For every line that contains the string "true", pull that line out of the material below.

* Supplied entries *
===

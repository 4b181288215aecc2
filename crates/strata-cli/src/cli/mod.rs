//! CLI argument definitions using the clap derive API.
//!
//! Only argument names, help text and value enums live here.

use std::path::PathBuf;

use clap::{Args, Parser, Subcommand, ValueEnum};

pub mod global;
pub use global::{GlobalArgs, OutputFormat};

// ── Top-level CLI ─────────────────────────────────────────────────────────────

#[derive(Debug, Parser)]
#[command(
    name    = "strata",
    bin_name = "strata",
    version  = env!("CARGO_PKG_VERSION"),
    author   = env!("CARGO_PKG_AUTHORS"),
    about    = "Layered multi-module project skeletons",
    long_about = "Strata generates a ready-to-build Go workspace laid out in \
                  domain / infrastructure / api / cmd modules, with a pinned \
                  dependency module, shared utilities and Docker files.",
    after_help = "EXAMPLES:\n\
        \x20 strata new shopapi --module github.com/acme/shopapi\n\
        \x20 strata new shopapi --cache --no-docker -o ~/src\n\
        \x20 strata new                       # interactive\n\
        \x20 strata modules --no-example",
    arg_required_else_help = true,
    subcommand_required    = true,
)]
pub struct Cli {
    #[command(flatten)]
    pub global: GlobalArgs,

    #[command(subcommand)]
    pub command: Commands,
}

// ── Subcommands ───────────────────────────────────────────────────────────────

#[derive(Debug, Subcommand)]
pub enum Commands {
    /// Generate a new project.
    #[command(
        visible_alias = "n",
        after_help = "EXAMPLES:\n\
            \x20 strata new shopapi --module github.com/acme/shopapi --yes\n\
            \x20 strata new shopapi --cache --templates ./my-payloads\n\
            \x20 strata new shopapi --dry-run"
    )]
    New(NewArgs),

    /// Show the steps and files a project would get.
    #[command(visible_alias = "ls")]
    Modules(ModulesArgs),

    /// Write a default configuration file.
    Init(InitArgs),

    /// Generate shell completion scripts.
    #[command(after_help = "EXAMPLES:\n\
            \x20 strata completions bash > ~/.local/share/bash-completion/completions/strata\n\
            \x20 strata completions zsh  > ~/.zfunc/_strata\n\
            \x20 strata completions fish > ~/.config/fish/completions/strata.fish")]
    Completions(CompletionsArgs),

    /// Inspect the effective configuration.
    #[command(subcommand)]
    Config(ConfigCommands),
}

// ── Shared project flags ─────────────────────────────────────────────────────

/// Flags that shape the generated project; shared by `new` and `modules`.
#[derive(Debug, Clone, Args)]
pub struct ProjectFlags {
    /// Target language.
    #[arg(short = 'l', long = "lang", value_enum, value_name = "LANGUAGE")]
    pub language: Option<LanguageArg>,

    /// Add the Redis cache dependency and container.
    #[arg(long = "cache")]
    pub cache: bool,

    /// Skip Dockerfile, docker-compose.yml and .dockerignore.
    #[arg(long = "no-docker")]
    pub no_docker: bool,

    /// Skip the example `user` domain and `api/user-api` modules.
    #[arg(long = "no-example")]
    pub no_example: bool,
}

// ── new ───────────────────────────────────────────────────────────────────────

#[derive(Debug, Args)]
pub struct NewArgs {
    /// Project name; also the directory created under the output path.
    /// Omit it to be prompted.
    #[arg(value_name = "NAME")]
    pub name: Option<String>,

    /// Module path, e.g. `github.com/acme/shopapi`. Defaults to NAME.
    #[arg(short = 'm', long = "module", value_name = "PATH")]
    pub module: Option<String>,

    /// Directory the project directory is created in.
    #[arg(short = 'o', long = "output", value_name = "DIR")]
    pub output: Option<PathBuf>,

    #[command(flatten)]
    pub project: ProjectFlags,

    /// Directory of payload overrides (`<dir>/<language>/<path>.tmpl`).
    #[arg(long = "templates", value_name = "DIR")]
    pub templates: Option<PathBuf>,

    /// Ask for every setting, even those given as flags.
    #[arg(short = 'i', long = "interactive", conflicts_with = "yes")]
    pub interactive: bool,

    /// Skip the confirmation prompt.
    #[arg(short = 'y', long = "yes")]
    pub yes: bool,

    /// Print the plan without writing anything.
    #[arg(long = "dry-run")]
    pub dry_run: bool,
}

// ── modules ───────────────────────────────────────────────────────────────────

#[derive(Debug, Args)]
pub struct ModulesArgs {
    #[command(flatten)]
    pub project: ProjectFlags,

    /// Also list every file each step writes.
    #[arg(long = "files")]
    pub files: bool,
}

// ── init ──────────────────────────────────────────────────────────────────────

#[derive(Debug, Args)]
pub struct InitArgs {
    /// Write `.strata.toml` in the current directory instead of the user config dir.
    #[arg(long = "local")]
    pub local: bool,

    /// Overwrite an existing config file.
    #[arg(short = 'f', long = "force")]
    pub force: bool,
}

// ── completions ───────────────────────────────────────────────────────────────

#[derive(Debug, Args)]
pub struct CompletionsArgs {
    #[arg(value_enum)]
    pub shell: Shell,
}

#[derive(Debug, Clone, Copy, ValueEnum)]
pub enum Shell {
    Bash,
    Zsh,
    Fish,
    PowerShell,
    Elvish,
}

// ── config ────────────────────────────────────────────────────────────────────

#[derive(Debug, Subcommand)]
pub enum ConfigCommands {
    /// Print one value, e.g. `defaults.cache`.
    Get { key: String },
    /// Print the whole effective configuration as TOML.
    List,
    /// Print the default configuration file path.
    Path,
}

// ── value enums ───────────────────────────────────────────────────────────────

#[derive(Debug, Clone, Copy, PartialEq, Eq, ValueEnum)]
#[value(rename_all = "lowercase")]
pub enum LanguageArg {
    #[value(alias = "golang")]
    Go,
    /// Reserved; not generated yet.
    Java,
}

impl LanguageArg {
    pub fn as_str(self) -> &'static str {
        match self {
            Self::Go => "go",
            Self::Java => "java",
        }
    }
}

===

* Output of the task *
    arg_required_else_help = true,
    subcommand_required    = true,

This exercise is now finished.